METHODS: We searched our epilepsy center[ssquote]s electronic patient database and identified patients who had clinical as well as EEG or MRI evidence of TLE and who did not have any structural epileptogenic foci besides mesial temporal sclerosis (MTS). Patients were included in the study if they had video EEG, MRI, and PET studies and if the extent of lateralization on these studies was specifically reported. EEG was determined to be lateralized if [gte]80% of the interictal spikes arose from one temporal lobe. MRI and PET scans were interpreted visually. MTS was identified as T2 hyperintensity and/or atrophy in the hippocampi. The clinical radiographic reports categorized the severity of the MTS and hypometabolism as absent, mild, moderate, and severe. For each patient, we scored the MRI and PET studies as lateralizing if the two hippocampi were classified in different severity levels.

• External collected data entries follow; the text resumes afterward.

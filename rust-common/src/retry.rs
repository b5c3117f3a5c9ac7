//! Retry policy implementation with configurable backoff.
//!
//! This module provides a bounded retry mechanism for handling transient
//! failures of slow external dependencies. The default policy waits a fixed
//! delay between attempts; a multiplier above `1.0` turns it into
//! exponential backoff.

use std::future::Future;
use std::time::Duration;

use tracing::{debug, warn};

use crate::error::Retryable;
use crate::shutdown::ShutdownSignal;
use crate::PlatformError;

/// Retry policy configuration.
#[derive(Debug, Clone)]
pub struct RetryConfig {
    /// Maximum number of retry attempts after the first one
    pub max_retries: u32,
    /// Delay before the first retry
    pub initial_delay: Duration,
    /// Maximum delay between retries
    pub max_delay: Duration,
    /// Multiplier applied to the delay after every attempt
    pub multiplier: f64,
}

impl Default for RetryConfig {
    fn default() -> Self {
        Self {
            max_retries: 3,
            initial_delay: Duration::from_secs(2),
            max_delay: Duration::from_secs(30),
            multiplier: 1.0,
        }
    }
}

impl RetryConfig {
    /// Create a fixed-delay config. The cap is raised to `delay` when it
    /// exceeds the default.
    #[must_use]
    pub fn fixed(max_retries: u32, delay: Duration) -> Self {
        let config = Self::default();
        let max_delay = config.max_delay.max(delay);
        config
            .with_max_retries(max_retries)
            .with_initial_delay(delay)
            .with_max_delay(max_delay)
    }

    /// Create a new retry config with custom max retries.
    #[must_use]
    pub const fn with_max_retries(mut self, max_retries: u32) -> Self {
        self.max_retries = max_retries;
        self
    }

    /// Create a new retry config with custom initial delay.
    #[must_use]
    pub const fn with_initial_delay(mut self, delay: Duration) -> Self {
        self.initial_delay = delay;
        self
    }

    /// Create a new retry config with custom max delay.
    #[must_use]
    pub const fn with_max_delay(mut self, delay: Duration) -> Self {
        self.max_delay = delay;
        self
    }

    /// Create a new retry config with a backoff multiplier (clamped to >= 1.0).
    #[must_use]
    pub fn with_multiplier(mut self, multiplier: f64) -> Self {
        self.multiplier = multiplier.max(1.0);
        self
    }
}

/// Retry policy for executing operations with automatic retries.
#[derive(Debug, Clone)]
pub struct RetryPolicy {
    config: RetryConfig,
}

impl RetryPolicy {
    /// Create a new retry policy with the given configuration.
    #[must_use]
    pub const fn new(config: RetryConfig) -> Self {
        Self { config }
    }

    /// Create a retry policy with default configuration.
    #[must_use]
    pub fn with_defaults() -> Self {
        Self::new(RetryConfig::default())
    }

    /// Calculate the delay for a given attempt number.
    #[must_use]
    #[allow(clippy::cast_possible_truncation, clippy::cast_sign_loss, clippy::cast_precision_loss)]
    pub fn delay_for_attempt(&self, attempt: u32) -> Duration {
        let exponent = i32::try_from(attempt).unwrap_or(i32::MAX);
        let base_delay =
            self.config.initial_delay.as_millis() as f64 * self.config.multiplier.powi(exponent);

        let delay_ms = base_delay.min(self.config.max_delay.as_millis() as f64);

        Duration::from_millis(delay_ms as u64)
    }

    /// Check if an error should be retried.
    #[must_use]
    pub fn should_retry<E: Retryable>(&self, error: &E, attempt: u32) -> bool {
        attempt < self.config.max_retries && error.is_retryable()
    }

    /// Execute an async operation with retries.
    ///
    /// The operation runs at most `max_retries + 1` times.
    ///
    /// # Errors
    ///
    /// Returns the last error if all retries are exhausted, or the first
    /// non-retryable error.
    pub async fn execute<F, Fut, T, E>(&self, operation: F) -> Result<T, E>
    where
        F: FnMut() -> Fut,
        Fut: Future<Output = Result<T, E>>,
        E: Retryable + From<PlatformError> + std::fmt::Display,
    {
        self.execute_until(&mut ShutdownSignal::never(), operation)
            .await
    }

    /// Execute an async operation with retries, aborting on shutdown.
    ///
    /// A fired `shutdown` is observed before every attempt and during every
    /// delay; it ends the sequence with [`PlatformError::Cancelled`].
    /// An attempt already in flight is not interrupted.
    ///
    /// # Errors
    ///
    /// Returns the last error if all retries are exhausted, the first
    /// non-retryable error, or a cancellation error.
    pub async fn execute_until<F, Fut, T, E>(
        &self,
        shutdown: &mut ShutdownSignal,
        mut operation: F,
    ) -> Result<T, E>
    where
        F: FnMut() -> Fut,
        Fut: Future<Output = Result<T, E>>,
        E: Retryable + From<PlatformError> + std::fmt::Display,
    {
        let mut attempt = 0;
        loop {
            if shutdown.is_shutdown() {
                return Err(PlatformError::cancelled("shutdown before attempt").into());
            }
            match operation().await {
                Ok(result) => {
                    if attempt > 0 {
                        debug!(attempt, "Operation succeeded after retry");
                    }
                    return Ok(result);
                }
                Err(error) => {
                    if !self.should_retry(&error, attempt) {
                        return Err(error);
                    }
                    let delay = self.delay_for_attempt(attempt);
                    warn!(
                        attempt = attempt + 1,
                        max_retries = self.config.max_retries,
                        delay_ms = u64::try_from(delay.as_millis()).unwrap_or(u64::MAX),
                        error = %error,
                        "Attempt failed, retrying"
                    );
                    tokio::select! {
                        () = tokio::time::sleep(delay) => {}
                        () = shutdown.recv() => {
                            return Err(PlatformError::cancelled("shutdown during retry delay").into());
                        }
                    }
                    attempt += 1;
                }
            }
        }
    }

    /// Get the maximum number of retries.
    #[must_use]
    pub const fn max_retries(&self) -> u32 {
        self.config.max_retries
    }
}

impl Default for RetryPolicy {
    fn default() -> Self {
        Self::with_defaults()
    }
}

#[cfg(test)]
mod tests {
    use super::*;
    use crate::shutdown::ShutdownTrigger;
    use std::sync::atomic::{AtomicU32, Ordering};
    use std::sync::Arc;

    #[test]
    fn test_default_config() {
        let config = RetryConfig::default();
        assert_eq!(config.max_retries, 3);
        assert_eq!(config.initial_delay, Duration::from_secs(2));
    }

    #[test]
    fn test_fixed_delay() {
        let policy = RetryPolicy::new(RetryConfig::fixed(3, Duration::from_millis(100)));

        assert_eq!(policy.delay_for_attempt(0), Duration::from_millis(100));
        assert_eq!(policy.delay_for_attempt(1), Duration::from_millis(100));
        assert_eq!(policy.delay_for_attempt(2), Duration::from_millis(100));
    }

    #[test]
    fn test_fixed_delay_above_default_cap() {
        let policy = RetryPolicy::new(RetryConfig::fixed(2, Duration::from_secs(90)));

        assert_eq!(policy.delay_for_attempt(0), Duration::from_secs(90));
        assert_eq!(policy.delay_for_attempt(1), Duration::from_secs(90));
    }

    #[test]
    fn test_delay_calculation_exponential() {
        let config = RetryConfig::fixed(3, Duration::from_millis(100)).with_multiplier(2.0);
        let policy = RetryPolicy::new(config);

        assert_eq!(policy.delay_for_attempt(0), Duration::from_millis(100));
        assert_eq!(policy.delay_for_attempt(1), Duration::from_millis(200));
        assert_eq!(policy.delay_for_attempt(2), Duration::from_millis(400));
    }

    #[test]
    fn test_max_delay_cap() {
        let config = RetryConfig::fixed(3, Duration::from_millis(100))
            .with_multiplier(2.0)
            .with_max_delay(Duration::from_millis(150));
        let policy = RetryPolicy::new(config);

        assert_eq!(policy.delay_for_attempt(2), Duration::from_millis(150));
    }

    #[test]
    fn test_should_retry() {
        let policy = RetryPolicy::with_defaults();
        let transient = PlatformError::unavailable("busy");

        assert!(policy.should_retry(&transient, 0));
        assert!(policy.should_retry(&transient, 2));
        assert!(!policy.should_retry(&transient, 3));
        assert!(!policy.should_retry(&PlatformError::invalid_input("test"), 0));
    }

    #[tokio::test]
    async fn test_execute_success() {
        let policy = RetryPolicy::with_defaults();
        let result: Result<i32, PlatformError> = policy.execute(|| async { Ok(42) }).await;
        assert_eq!(result.unwrap(), 42);
    }

    #[tokio::test]
    async fn test_execute_non_retryable_error() {
        let calls = Arc::new(AtomicU32::new(0));
        let policy = RetryPolicy::with_defaults();
        let counter = Arc::clone(&calls);
        let result: Result<i32, PlatformError> = policy
            .execute(|| {
                counter.fetch_add(1, Ordering::SeqCst);
                async { Err(PlatformError::invalid_input("bad")) }
            })
            .await;
        assert!(result.is_err());
        assert_eq!(calls.load(Ordering::SeqCst), 1);
    }

    #[tokio::test(start_paused = true)]
    async fn test_execute_exhausts_retries() {
        let calls = Arc::new(AtomicU32::new(0));
        let policy = RetryPolicy::new(RetryConfig::fixed(3, Duration::from_secs(2)));
        let counter = Arc::clone(&calls);
        let started = tokio::time::Instant::now();

        let result: Result<(), PlatformError> = policy
            .execute(|| {
                counter.fetch_add(1, Ordering::SeqCst);
                async { Err(PlatformError::unavailable("still locked")) }
            })
            .await;

        assert!(matches!(result, Err(PlatformError::Unavailable(_))));
        assert_eq!(calls.load(Ordering::SeqCst), 4);
        assert!(started.elapsed() >= Duration::from_secs(6));
    }

    #[tokio::test(start_paused = true)]
    async fn test_shutdown_aborts_delay() {
        let (trigger, mut signal) = ShutdownTrigger::new();
        let policy = RetryPolicy::new(RetryConfig::fixed(5, Duration::from_secs(60)));
        let calls = Arc::new(AtomicU32::new(0));
        let counter = Arc::clone(&calls);

        let handle = tokio::spawn(async move {
            policy
                .execute_until(&mut signal, || {
                    counter.fetch_add(1, Ordering::SeqCst);
                    async { Err::<(), _>(PlatformError::unavailable("busy")) }
                })
                .await
        });

        tokio::time::sleep(Duration::from_secs(1)).await;
        trigger.trigger();

        let result = handle.await.unwrap();
        assert!(matches!(result, Err(PlatformError::Cancelled(_))));
        assert_eq!(calls.load(Ordering::SeqCst), 1);
    }
}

RESULTS: 78 of the 111 patients with nonlesional TLE met the inclusion criteria. 66 (85%) of these 78 patients had lateralized hypometabolism on PET. 11 of the 12 patients with nonlateralized interictal EEG had lateralized PET; statistically the same fraction as those with lateralized EEG (p=0.53). 16 of the 23 patients (70%) with nonlateralized MRI (93% for lateralized MRI, p[lt]0.01) and 27 of the 35 (77%) patients with nonconcordant EEG and MRI (93% concordant, p[lt]0.05) had lateralized hypometabolism on PET.
CONCLUSIONS: Fewer patients with nonconcordant EEG and MRI studies have lateralized PET scans than those with concordant studies. However a clinically significant fraction of the nonconcordant patients ([gte]70%) do have lateralized PET scans. Further analysis of these patients will help determine if a lateralized PET scan in the setting of nonconcordant EEG and MRI studies will predict a good surgical outcome.